Refinery Platform Documentation

The Refinery Platform documentation is split up into three major sections: one for users, one for administrators and one for developers.

User Documentation

This section of the Refinery Platform documentation is intended for users of the web application.

Administrator Documentation

This section of the Refinery Platform documentation is intended for administrator of a Refinery instance.
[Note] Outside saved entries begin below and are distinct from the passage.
// Unless explicitly stated otherwise all files in this repository are licensed
// under the MIT/Apache-2.0 License, at your convenience

//! Aggregators reduce a metric timeseries to one or more summary columns.

use crate::error::{Result, SweepError};
use crate::metrics::Sample;
use crate::util::{forgiving_f64, mget, mget_str};
use serde_yaml::{Mapping, Value};

#[derive(Debug, Clone, Copy, PartialEq, Eq)]
pub enum BandwidthMode {
    /// The metric is a cumulative counter (10, 20, 50, 100, ...): rates
    /// come from consecutive deltas.
    Incrementing,
    /// The metric is a per-sample byte count (10, 10, 30, 50, ...).
    Partial,
    /// The metric counts operations per sample; multiplied by `opsize`.
    Operations,
}

#[derive(Debug, Clone)]
pub enum Aggregate {
    Avg(String),
    Min(String),
    Max(String),
    Sum(String),
    Count(String),
    Bandwidth { mode: BandwidthMode, opsize: f64 },
}

impl Aggregate {
    pub fn default_avg() -> Aggregate {
        Aggregate::Avg("(Avg)".to_string())
    }

    /// An `aggregate:` value is a class name, a mapping, or a list of
    /// either.
    pub fn parse_list(value: &Value) -> Result<Vec<Aggregate>> {
        match value {
            Value::String(class) => Ok(vec![Self::from_class(class, None)?]),
            Value::Mapping(map) => Ok(vec![Self::from_mapping(map)?]),
            Value::Sequence(seq) => seq
                .iter()
                .map(|v| match v {
                    Value::String(class) => Self::from_class(class, None),
                    Value::Mapping(map) => Self::from_mapping(map),
                    _ => Err(SweepError::spec("Invalid aggregate entry")),
                })
                .collect(),
            _ => Err(SweepError::spec(
                "'aggregate' must be a class name, a mapping or a list",
            )),
        }
    }

    fn from_mapping(map: &Mapping) -> Result<Aggregate> {
        let class = mget_str(map, "class")
            .ok_or_else(|| SweepError::spec("Aggregate is missing a 'class'"))?;
        Self::from_class(class, Some(map))
    }

    fn from_class(class: &str, config: Option<&Mapping>) -> Result<Aggregate> {
        let title = |default: &str| {
            config
                .and_then(|m| mget_str(m, "title"))
                .unwrap_or(default)
                .to_string()
        };
        match class {
            "avg" => Ok(Aggregate::Avg(title("(Avg)"))),
            "min" => Ok(Aggregate::Min(title("(Min)"))),
            "max" => Ok(Aggregate::Max(title("(Max)"))),
            "sum" => Ok(Aggregate::Sum(title("(Sum)"))),
            "count" => Ok(Aggregate::Count(title("(Count)"))),
            "bandwidth" => {
                let mode = match config.and_then(|m| mget_str(m, "mode")) {
                    None => BandwidthMode::Incrementing,
                    Some(m) => match m.to_lowercase().as_str() {
                        "incrementing" | "0" => BandwidthMode::Incrementing,
                        "partial" | "1" => BandwidthMode::Partial,
                        "operations" | "2" => BandwidthMode::Operations,
                        other => {
                            return Err(SweepError::spec(format!(
                                "Unknown bandwidth mode '{}'",
                                other
                            )))
                        }
                    },
                };
                let opsize = config
                    .and_then(|m| mget(m, "opsize"))
                    .map(forgiving_f64)
                    .unwrap_or(1.0);
                Ok(Aggregate::Bandwidth { mode, opsize })
            }
            other => Err(SweepError::spec(format!("Unknown aggregator '{}'", other))),
        }
    }

    pub fn titles(&self) -> Vec<String> {
        match self {
            Aggregate::Avg(t)
            | Aggregate::Min(t)
            | Aggregate::Max(t)
            | Aggregate::Sum(t)
            | Aggregate::Count(t) => vec![t.clone()],
            Aggregate::Bandwidth { .. } => vec![
                "(Average B/w)".to_string(),
                "(Min B/w)".to_string(),
                "(Max B/w)".to_string(),
            ],
        }
    }

    /// Reduce the series. `initial` and `reset_time` seed the first window
    /// of the partial bandwidth mode.
    pub fn collect(&self, series: &[Sample], initial: f64, reset_time: f64) -> Vec<Option<f64>> {
        match self {
            Aggregate::Avg(_) => {
                if series.is_empty() {
                    vec![Some(0.0)]
                } else {
                    let sum: f64 = series.iter().map(|s| s.v).sum();
                    vec![Some(sum / series.len() as f64)]
                }
            }
            Aggregate::Min(_) => vec![series
                .iter()
                .map(|s| s.v)
                .fold(None, |acc: Option<f64>, v| {
                    Some(acc.map_or(v, |a| a.min(v)))
                })],
            Aggregate::Max(_) => vec![series
                .iter()
                .map(|s| s.v)
                .fold(None, |acc: Option<f64>, v| {
                    Some(acc.map_or(v, |a| a.max(v)))
                })],
            Aggregate::Sum(_) => vec![Some(series.iter().map(|s| s.v).sum())],
            Aggregate::Count(_) => vec![Some(series.len() as f64)],
            Aggregate::Bandwidth { mode, opsize } => {
                Self::collect_bandwidth(series, *mode, *opsize, initial, reset_time)
            }
        }
    }

    fn collect_bandwidth(
        series: &[Sample],
        mode: BandwidthMode,
        opsize: f64,
        initial: f64,
        reset_time: f64,
    ) -> Vec<Option<f64>> {
        // Partial mode has a meaningful zero point; the other modes need a
        // first sample before a window exists.
        let mut last: Option<(f64, f64)> = match mode {
            BandwidthMode::Partial => Some((initial, reset_time)),
            _ => None,
        };
        let mut rates = Vec::new();
        for sample in series {
            if let Some((last_v, last_t)) = last {
                let dt = sample.t - last_t;
                if dt > 0.0 {
                    let dv = match mode {
                        BandwidthMode::Incrementing => sample.v - last_v,
                        BandwidthMode::Partial => sample.v,
                        BandwidthMode::Operations => sample.v * opsize,
                    };
                    rates.push(dv / dt);
                }
            }
            last = Some((sample.v, sample.t));
        }
        if rates.is_empty() {
            return vec![None, None, None];
        }
        let avg = rates.iter().sum::<f64>() / rates.len() as f64;
        let min = rates.iter().cloned().fold(f64::INFINITY, f64::min);
        let max = rates.iter().cloned().fold(f64::NEG_INFINITY, f64::max);
        vec![Some(avg), Some(min), Some(max)]
    }
}

#[cfg(test)]
mod tests {
    use super::*;

    fn series(values: &[(f64, f64)]) -> Vec<Sample> {
        values.iter().map(|&(t, v)| Sample { t, v }).collect()
    }

    fn parse(yaml: &str) -> Result<Vec<Aggregate>> {
        let value: Value = serde_yaml::from_str(yaml).unwrap();
        Aggregate::parse_list(&value)
    }

    #[test]
    fn avg_over_series() {
        let agg = Aggregate::default_avg();
        let s = series(&[(0.0, 1.0), (1.0, 2.0), (2.0, 6.0)]);
        assert_eq!(agg.collect(&s, 0.0, 0.0), vec![Some(3.0)]);
        assert_eq!(agg.collect(&[], 0.0, 0.0), vec![Some(0.0)]);
    }

    #[test]
    fn min_max_empty_is_null() {
        let s = series(&[(0.0, 5.0), (1.0, 2.0), (2.0, 9.0)]);
        assert_eq!(Aggregate::Min("(Min)".into()).collect(&s, 0.0, 0.0), vec![Some(2.0)]);
        assert_eq!(Aggregate::Max("(Max)".into()).collect(&s, 0.0, 0.0), vec![Some(9.0)]);
        assert_eq!(Aggregate::Min("(Min)".into()).collect(&[], 0.0, 0.0), vec![None]);
        assert_eq!(Aggregate::Max("(Max)".into()).collect(&[], 0.0, 0.0), vec![None]);
    }

    #[test]
    fn sum_and_count() {
        let s = series(&[(0.0, 1.0), (1.0, 2.0)]);
        assert_eq!(Aggregate::Sum("(Sum)".into()).collect(&s, 0.0, 0.0), vec![Some(3.0)]);
        assert_eq!(Aggregate::Count("(Count)".into()).collect(&s, 0.0, 0.0), vec![Some(2.0)]);
    }

    #[test]
    fn incrementing_bandwidth_is_non_negative_for_growing_counters() {
        let agg = Aggregate::Bandwidth {
            mode: BandwidthMode::Incrementing,
            opsize: 1.0,
        };
        let s = series(&[(0.0, 100.0), (1.0, 300.0), (2.0, 350.0), (4.0, 750.0)]);
        let out = agg.collect(&s, 0.0, 0.0);
        // windows: 200/1, 50/1, 400/2
        assert_eq!(out, vec![Some(150.0), Some(50.0), Some(200.0)]);
        for v in out {
            assert!(v.unwrap() >= 0.0);
        }
    }

    #[test]
    fn partial_bandwidth_seeds_from_reset_time() {
        let agg = Aggregate::Bandwidth {
            mode: BandwidthMode::Partial,
            opsize: 1.0,
        };
        let s = series(&[(2.0, 100.0), (4.0, 100.0)]);
        // windows: 100 bytes over (0..2], 100 bytes over (2..4]
        assert_eq!(agg.collect(&s, 0.0, 0.0), vec![Some(50.0), Some(50.0), Some(50.0)]);
    }

    #[test]
    fn operations_bandwidth_scales_by_opsize() {
        let agg = Aggregate::Bandwidth {
            mode: BandwidthMode::Operations,
            opsize: 512.0,
        };
        let s = series(&[(0.0, 0.0), (1.0, 4.0)]);
        assert_eq!(agg.collect(&s, 0.0, 0.0), vec![Some(2048.0), Some(2048.0), Some(2048.0)]);
    }

    #[test]
    fn bandwidth_without_windows_is_null() {
        let agg = Aggregate::Bandwidth {
            mode: BandwidthMode::Incrementing,
            opsize: 1.0,
        };
        assert_eq!(agg.collect(&[], 0.0, 0.0), vec![None, None, None]);
        let one = series(&[(1.0, 5.0)]);
        assert_eq!(agg.collect(&one, 0.0, 0.0), vec![None, None, None]);
    }

    #[test]
    fn config_shorthand_forms() {
        assert_eq!(parse("avg").unwrap().len(), 1);
        assert_eq!(parse("{class: bandwidth, mode: partial}").unwrap().len(), 1);
        assert_eq!(parse("[min, max, {class: count}]").unwrap().len(), 3);
        assert!(parse("median").is_err());
        assert!(parse("{class: bandwidth, mode: sideways}").is_err());
    }
}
Setting up a Refinery Instance from Scratch

Dependencies

Python

Refinery requires Python 2.7.3. For package dependencies please see requirements.txt. Requirements can be installed using pip as follows:

> pip install -U -r requirements.txt

You might need to install NumPy manually before running the above command (you can find the version in requirements.txt). For example:

> pip install numpy==1.7.0
Virtual Environment

We highly recommended to create a virtualenv for your Refinery installation.

External Software
Postgresql
Apache HTTP Server
Apache Solr

Refinery uses Solr for searching and faceted browsing.

Website
http://lucene.apache.org/solr
Version
4.0.0-alpha or later
Configuration

We recommend to run Solr using the bundled Jetty webserver. The Solr example configuration included in the standard download is sufficient and should be run like this:

cd <solr-download-directory>
java -Dsolr.solr.home=<refinery-installation-directory>/solr/ -jar start.jar > <path-to-solr-log-file> 2>&1 &

By default Jetty will allow connections to Solr from any IP address. This is not secure and not required to run Refinery. We recommend to allow connections to Solr only from localhost. Note that this requires Solr to run on the same host as Refinery. If Solr should run on another host change the IP address used below accordingly.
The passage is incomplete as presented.